## [Exercise]
Work through the records that follow and return each line containing the word "durations".

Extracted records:

# # # #

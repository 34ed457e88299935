use chrono::{DateTime, Duration, Utc};

use crate::config::Config;
use crate::models::{Direction, PriceSample, PriceSeries, Timeframe};
use crate::trading::lifecycle::ExpiryPolicy;
use crate::trading::signal::{MarketSnapshot, SignalRequest, TakeProfit, TargetLadder, TradeSignal};

pub fn base_time() -> DateTime<Utc> {
    DateTime::parse_from_rfc3339("2024-01-15T12:00:00Z")
        .unwrap()
        .with_timezone(&Utc)
}

/// Close-only samples at 1m spacing from `base_time()`.
pub fn make_ticks(prices: &[f64]) -> PriceSeries {
    prices
        .iter()
        .enumerate()
        .map(|(i, &p)| PriceSample::tick(base_time() + Duration::minutes(i as i64), p))
        .collect()
}

/// OHLC bars from (open, high, low, close) tuples at 1m spacing.
pub fn make_bars(data: &[(f64, f64, f64, f64)]) -> PriceSeries {
    data.iter()
        .enumerate()
        .map(|(i, &(o, h, l, c))| {
            PriceSample::bar(base_time() + Duration::minutes(i as i64), o, h, l, c)
        })
        .collect()
}

/// Long ladder for entry 100: 105 / 110 / 120 at 50 / 30 / 20.
pub fn sample_ladder() -> TargetLadder {
    TargetLadder::new(
        TakeProfit::new(105.0, 50.0),
        TakeProfit::new(110.0, 30.0),
        TakeProfit::new(120.0, 20.0),
    )
}

/// BTC 4h signal with TPs at +5 / +10 / +20 % of entry (mirrored for shorts).
pub fn make_request(id: &str, direction: Direction, entry: f64, stop: f64) -> SignalRequest {
    let level = |pct: f64| entry + direction.sign() * entry * pct / 100.0;
    SignalRequest {
        id: id.to_string(),
        symbol: "BTC".to_string(),
        direction,
        entry_price: entry,
        ladder: TargetLadder::new(
            TakeProfit::new(level(5.0), 50.0),
            TakeProfit::new(level(10.0), 30.0),
            TakeProfit::new(level(20.0), 20.0),
        ),
        stop_loss: stop,
        timeframe: Timeframe::H4,
        confidence: 70.0,
        generated_at: base_time(),
        snapshot: MarketSnapshot::default(),
    }
}

pub fn make_signal(id: &str, direction: Direction, entry: f64, stop: f64) -> TradeSignal {
    TradeSignal::create(make_request(id, direction, entry, stop)).unwrap()
}

/// Config with the in-memory provider and a temp store path.
pub fn default_test_config() -> Config {
    Config {
        provider: "file".to_string(),
        coinbase_api_key: String::new(),
        coinbase_api_secret: String::new(),
        price_data_dir: std::env::temp_dir()
            .join("signal_verifier_test_prices")
            .to_string_lossy()
            .to_string(),
        store_path: std::env::temp_dir()
            .join("signal_verifier_test_trades.json")
            .to_string_lossy()
            .to_string(),
        notional_usd: 1000.0,
        expiry_policy: ExpiryPolicy::ByPnl,
        monitor_interval_secs: 30,
        materiality_threshold_pct: 5.0,
        max_concurrent_evaluations: 4,
        pattern_significance: 0.05,
        pattern_min_expected: 5.0,
        pattern_min_occurrences: 5,
        pattern_top_n: 10,
        log_dir: std::env::temp_dir()
            .join("signal_verifier_test_logs")
            .to_string_lossy()
            .to_string(),
        log_level: "DEBUG".to_string(),
    }
}
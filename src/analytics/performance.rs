use chrono::{DateTime, Utc};
use serde::{Deserialize, Serialize};
use std::collections::BTreeMap;

use crate::analytics::stats::{mean, pearson, round4, sample_std_dev};
use crate::models::Outcome;
use crate::trading::lifecycle::TradeStatus;
use crate::trading::pnl::DEFAULT_NOTIONAL_USD;
use crate::trading::signal::Target;
use crate::trading::store::TradeRecord;

#[derive(Debug, Clone, Copy, PartialEq, Eq, Serialize, Deserialize)]
#[serde(rename_all = "snake_case")]
pub enum CorrelationStrength {
    Strong,
    Moderate,
    Weak,
}

impl CorrelationStrength {
    pub fn classify(coefficient: f64) -> Self {
        let r = coefficient.abs();
        if r >= 0.5 {
            CorrelationStrength::Strong
        } else if r >= 0.3 {
            CorrelationStrength::Moderate
        } else {
            CorrelationStrength::Weak
        }
    }
}

#[derive(Debug, Clone, PartialEq, Serialize, Deserialize)]
pub struct ConfidenceCorrelation {
    pub coefficient: f64,
    pub strength: CorrelationStrength,
    pub samples: usize,
}

#[derive(Debug, Clone, Copy, PartialEq, Serialize, Deserialize)]
pub struct CurrentStreak {
    pub outcome: Outcome,
    pub length: usize,
}

#[derive(Debug, Clone, Default, PartialEq, Serialize, Deserialize)]
pub struct Streaks {
    pub longest_win: usize,
    pub longest_loss: usize,
    pub current: Option<CurrentStreak>,
}

#[derive(Debug, Clone, PartialEq, Serialize, Deserialize)]
pub struct Drawdown {
    pub amount_usd: f64,
    /// Fraction of the peak, in percent.
    pub percent: f64,
    /// `None` when the peak is the starting baseline.
    pub peak_at: Option<DateTime<Utc>>,
    pub trough_at: DateTime<Utc>,
    pub recovered_at: Option<DateTime<Utc>>,
    pub days_to_recover: Option<f64>,
}

#[derive(Debug, Clone, PartialEq, Serialize, Deserialize)]
pub struct EquityPoint {
    pub at: DateTime<Utc>,
    pub trade_id: String,
    pub pnl_usd: f64,
    pub equity_usd: f64,
}

#[derive(Debug, Clone, Default, PartialEq, Serialize, Deserialize)]
pub struct HitRates {
    pub evaluated: usize,
    pub tp1: Option<f64>,
    pub tp2: Option<f64>,
    pub tp3: Option<f64>,
    pub stop_loss: Option<f64>,
}

#[derive(Debug, Clone, Default, PartialEq, Serialize, Deserialize)]
pub struct BreakdownStats {
    pub trades: usize,
    pub wins: usize,
    pub losses: usize,
    pub win_rate: Option<f64>,
    pub total_pnl_usd: f64,
}

#[derive(Debug, Clone, PartialEq, Serialize, Deserialize)]
pub struct AdvancedMetrics {
    /// Mean over sample standard deviation of per-trade % returns, un-annualized.
    pub sharpe_ratio: Option<f64>,
    pub max_drawdown: Option<Drawdown>,
    /// `f64::INFINITY` when there are profits and no losses.
    pub profit_factor: f64,
    pub expectancy_usd: Option<f64>,
    pub recovery_factor: Option<f64>,
    pub streaks: Streaks,
    pub confidence_correlation: Option<ConfidenceCorrelation>,
}

#[derive(Debug, Clone, PartialEq, Serialize, Deserialize)]
pub struct PerformanceStats {
    pub total_trades: usize,
    pub by_status: BTreeMap<String, usize>,
    pub wins: usize,
    pub losses: usize,
    /// Percent of completed trades that succeeded.
    pub success_rate: Option<f64>,

    /// Trades with realized P&L (completed or expired).
    pub closed_trades: usize,
    pub total_pnl_usd: f64,
    pub avg_win_usd: Option<f64>,
    pub avg_loss_usd: Option<f64>,
    pub best_trade_usd: Option<f64>,
    pub worst_trade_usd: Option<f64>,
    pub avg_duration_hours: Option<f64>,

    pub hit_rates: HitRates,
    pub by_symbol: BTreeMap<String, BreakdownStats>,
    pub by_timeframe: BTreeMap<String, BreakdownStats>,

    pub advanced: AdvancedMetrics,
    pub notional_usd: f64,
    pub equity_curve: Vec<EquityPoint>,
}

/// One trade with realized P&L, in completion order.
struct ClosedTrade<'a> {
    record: &'a TradeRecord,
    closed_at: DateTime<Utc>,
    pnl_usd: f64,
    pnl_pct: f64,
}

/// Pure roll-up of trade records into performance statistics.
#[derive(Debug, Clone, Copy)]
pub struct PerformanceAggregator {
    notional_usd: f64,
}

impl Default for PerformanceAggregator {
    fn default() -> Self {
        Self::new(DEFAULT_NOTIONAL_USD)
    }
}

impl PerformanceAggregator {
    pub fn new(notional_usd: f64) -> Self {
        Self { notional_usd }
    }

    pub fn compute(&self, records: &[TradeRecord]) -> PerformanceStats {
        let mut by_status: BTreeMap<String, usize> = TradeStatus::ALL
            .iter()
            .map(|s| (s.to_string(), 0))
            .collect();
        for r in records {
            *by_status.entry(r.status().to_string()).or_default() += 1;
        }

        let mut closed: Vec<ClosedTrade> = records
            .iter()
            .filter(|r| r.state.is_terminal())
            .filter_map(|r| {
                let pnl = r.state.pnl()?;
                Some(ClosedTrade {
                    record: r,
                    closed_at: r.state.closed_at()?,
                    pnl_usd: pnl.net_usd,
                    pnl_pct: pnl.net_percent,
                })
            })
            .collect();
        closed.sort_by(|a, b| {
            a.closed_at
                .cmp(&b.closed_at)
                .then_with(|| a.record.signal.id.cmp(&b.record.signal.id))
        });

        let outcomes: Vec<(&TradeRecord, Outcome)> = {
            let mut completed: Vec<&TradeRecord> =
                records.iter().filter(|r| r.state.outcome().is_some()).collect();
            completed.sort_by_key(|r| (r.state.closed_at(), r.signal.id.clone()));
            completed
                .into_iter()
                .filter_map(|r| r.state.outcome().map(|o| (r, o)))
                .collect()
        };
        let wins = outcomes.iter().filter(|(_, o)| *o == Outcome::Win).count();
        let losses = outcomes.len() - wins;

        let pnls: Vec<f64> = closed.iter().map(|t| t.pnl_usd).collect();
        let win_pnls: Vec<f64> = pnls.iter().copied().filter(|p| *p > 0.0).collect();
        let loss_pnls: Vec<f64> = pnls.iter().copied().filter(|p| *p < 0.0).collect();
        let total_pnl: f64 = pnls.iter().sum();

        let durations: Vec<f64> = closed
            .iter()
            .filter_map(|t| t.record.state.result()?.duration_seconds)
            .map(|s| s as f64 / 3600.0)
            .collect();

        let equity_curve = self.equity_curve(&closed);
        let max_drawdown = self.max_drawdown(&equity_curve);
        let returns: Vec<f64> = closed.iter().map(|t| t.pnl_pct).collect();
        let outcome_seq: Vec<Outcome> = outcomes.iter().map(|(_, o)| *o).collect();

        let advanced = AdvancedMetrics {
            sharpe_ratio: sharpe_ratio(&returns),
            recovery_factor: max_drawdown
                .as_ref()
                .filter(|dd| dd.amount_usd > 0.0)
                .map(|dd| round4(total_pnl / dd.amount_usd)),
            max_drawdown,
            profit_factor: profit_factor(&pnls),
            expectancy_usd: mean(&pnls).map(round4),
            streaks: streaks(&outcome_seq),
            confidence_correlation: confidence_correlation(&outcomes),
        };

        PerformanceStats {
            total_trades: records.len(),
            by_status,
            wins,
            losses,
            success_rate: success_rate(wins, losses),
            closed_trades: closed.len(),
            total_pnl_usd: round4(total_pnl),
            avg_win_usd: mean(&win_pnls).map(round4),
            avg_loss_usd: mean(&loss_pnls).map(round4),
            best_trade_usd: pnls.iter().copied().reduce(f64::max),
            worst_trade_usd: pnls.iter().copied().reduce(f64::min),
            avg_duration_hours: mean(&durations).map(round4),
            hit_rates: hit_rates(records),
            by_symbol: breakdown(records, |r| r.signal.symbol.clone()),
            by_timeframe: breakdown(records, |r| r.signal.timeframe.to_string()),
            advanced,
            notional_usd: self.notional_usd,
            equity_curve,
        }
    }

    /// Cumulative P&L on top of one notional, in completion order.
    fn equity_curve(&self, closed: &[ClosedTrade]) -> Vec<EquityPoint> {
        let mut equity = self.notional_usd;
        closed
            .iter()
            .map(|t| {
                equity += t.pnl_usd;
                EquityPoint {
                    at: t.closed_at,
                    trade_id: t.record.signal.id.clone(),
                    pnl_usd: t.pnl_usd,
                    equity_usd: round4(equity),
                }
            })
            .collect()
    }

    fn max_drawdown(&self, curve: &[EquityPoint]) -> Option<Drawdown> {
        let mut peak = self.notional_usd;
        let mut peak_at: Option<DateTime<Utc>> = None;
        // (trough index, fraction of peak, amount, peak, peak time)
        let mut worst: Option<(usize, f64, f64, f64, Option<DateTime<Utc>>)> = None;

        for (i, point) in curve.iter().enumerate() {
            if point.equity_usd > peak {
                peak = point.equity_usd;
                peak_at = Some(point.at);
                continue;
            }
            let dd = peak - point.equity_usd;
            if dd <= 0.0 || peak <= 0.0 {
                continue;
            }
            let ratio = dd / peak;
            if worst.map_or(true, |(_, w, _, _, _)| ratio > w) {
                worst = Some((i, ratio, dd, peak, peak_at));
            }
        }

        let (trough_idx, _, amount, peak_value, peak_at) = worst?;
        let trough = &curve[trough_idx];
        let recovered_at = curve[trough_idx + 1..]
            .iter()
            .find(|p| p.equity_usd >= peak_value)
            .map(|p| p.at);

        Some(Drawdown {
            amount_usd: round4(amount),
            percent: round4(amount / peak_value * 100.0),
            peak_at,
            trough_at: trough.at,
            recovered_at,
            days_to_recover: recovered_at
                .map(|at| round4((at - trough.at).num_seconds() as f64 / 86_400.0)),
        })
    }
}

fn success_rate(wins: usize, losses: usize) -> Option<f64> {
    let decided = wins + losses;
    if decided == 0 {
        return None;
    }
    Some(round4(wins as f64 / decided as f64 * 100.0))
}

fn sharpe_ratio(returns: &[f64]) -> Option<f64> {
    let sd = sample_std_dev(returns)?;
    if sd == 0.0 {
        return None;
    }
    Some(round4(mean(returns)? / sd))
}

pub fn profit_factor(pnls: &[f64]) -> f64 {
    let gross_profit: f64 = pnls.iter().filter(|p| **p > 0.0).sum();
    let gross_loss: f64 = pnls.iter().filter(|p| **p < 0.0).sum::<f64>().abs();
    if gross_loss > 0.0 {
        round4(gross_profit / gross_loss)
    } else if gross_profit > 0.0 {
        f64::INFINITY
    } else {
        0.0
    }
}

pub fn streaks(outcomes: &[Outcome]) -> Streaks {
    let mut result = Streaks::default();
    let mut current: Option<CurrentStreak> = None;

    for &outcome in outcomes {
        let length = match current {
            Some(s) if s.outcome == outcome => s.length + 1,
            _ => 1,
        };
        current = Some(CurrentStreak { outcome, length });
        match outcome {
            Outcome::Win => result.longest_win = result.longest_win.max(length),
            Outcome::Loss => result.longest_loss = result.longest_loss.max(length),
        }
    }

    result.current = current;
    result
}

fn confidence_correlation(outcomes: &[(&TradeRecord, Outcome)]) -> Option<ConfidenceCorrelation> {
    let confidence: Vec<f64> = outcomes.iter().map(|(r, _)| r.signal.confidence).collect();
    let won: Vec<f64> = outcomes
        .iter()
        .map(|(_, o)| if *o == Outcome::Win { 1.0 } else { 0.0 })
        .collect();
    let coefficient = round4(pearson(&confidence, &won)?);
    Some(ConfidenceCorrelation {
        coefficient,
        strength: CorrelationStrength::classify(coefficient),
        samples: outcomes.len(),
    })
}

fn hit_rates(records: &[TradeRecord]) -> HitRates {
    let results: Vec<_> = records.iter().filter_map(|r| r.state.result()).collect();
    let evaluated = results.len();
    let rate = |target: Target| {
        if evaluated == 0 {
            return None;
        }
        let hits = results.iter().filter(|r| r.hits.is_hit(target)).count();
        Some(round4(hits as f64 / evaluated as f64 * 100.0))
    };
    HitRates {
        evaluated,
        tp1: rate(Target::Tp1),
        tp2: rate(Target::Tp2),
        tp3: rate(Target::Tp3),
        stop_loss: rate(Target::StopLoss),
    }
}

fn breakdown(
    records: &[TradeRecord],
    key: impl Fn(&TradeRecord) -> String,
) -> BTreeMap<String, BreakdownStats> {
    let mut out: BTreeMap<String, BreakdownStats> = BTreeMap::new();
    for r in records {
        let entry = out.entry(key(r)).or_default();
        entry.trades += 1;
        match r.state.outcome() {
            Some(Outcome::Win) => entry.wins += 1,
            Some(Outcome::Loss) => entry.losses += 1,
            None => {}
        }
        if r.state.is_terminal() {
            if let Some(pnl) = r.state.pnl() {
                entry.total_pnl_usd += pnl.net_usd;
            }
        }
    }
    for stats in out.values_mut() {
        stats.win_rate = success_rate(stats.wins, stats.losses);
        stats.total_pnl_usd = round4(stats.total_pnl_usd);
    }
    out
}
use serde::{Deserialize, Serialize};
use std::fmt;

#[derive(Debug, Clone, Copy, PartialEq, Eq, Hash, Serialize, Deserialize)]
#[serde(rename_all = "lowercase")]
pub enum Direction {
    Long,
    Short,
}

impl fmt::Display for Direction {
    fn fmt(&self, f: &mut fmt::Formatter<'_>) -> fmt::Result {
        match self {
            Direction::Long => write!(f, "long"),
            Direction::Short => write!(f, "short"),
        }
    }
}

impl Direction {
    pub fn as_str(&self) -> &'static str {
        match self {
            Direction::Long => "long",
            Direction::Short => "short",
        }
    }

    /// +1 for long, -1 for short. Multiplies a raw price move into position P&L.
    pub fn sign(&self) -> f64 {
        match self {
            Direction::Long => 1.0,
            Direction::Short => -1.0,
        }
    }

    /// True when `price` is at or beyond `level` in the profitable direction.
    pub fn reached(&self, price: f64, level: f64) -> bool {
        match self {
            Direction::Long => price >= level,
            Direction::Short => price <= level,
        }
    }
}

#[derive(Debug, Clone, Copy, PartialEq, Eq, Hash, Serialize, Deserialize)]
#[serde(rename_all = "lowercase")]
pub enum Trend {
    Bullish,
    Bearish,
    Neutral,
}

impl fmt::Display for Trend {
    fn fmt(&self, f: &mut fmt::Formatter<'_>) -> fmt::Result {
        match self {
            Trend::Bullish => write!(f, "bullish"),
            Trend::Bearish => write!(f, "bearish"),
            Trend::Neutral => write!(f, "neutral"),
        }
    }
}

#[derive(Debug, Clone, Copy, PartialEq, Eq, Hash, Serialize, Deserialize)]
#[serde(rename_all = "lowercase")]
pub enum Outcome {
    Win,
    Loss,
}

impl fmt::Display for Outcome {
    fn fmt(&self, f: &mut fmt::Formatter<'_>) -> fmt::Result {
        match self {
            Outcome::Win => write!(f, "win"),
            Outcome::Loss => write!(f, "loss"),
        }
    }
}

# # # #

## [Exercise output]
        let durations: Vec<f64> = closed
            avg_duration_hours: mean(&durations).map(round4),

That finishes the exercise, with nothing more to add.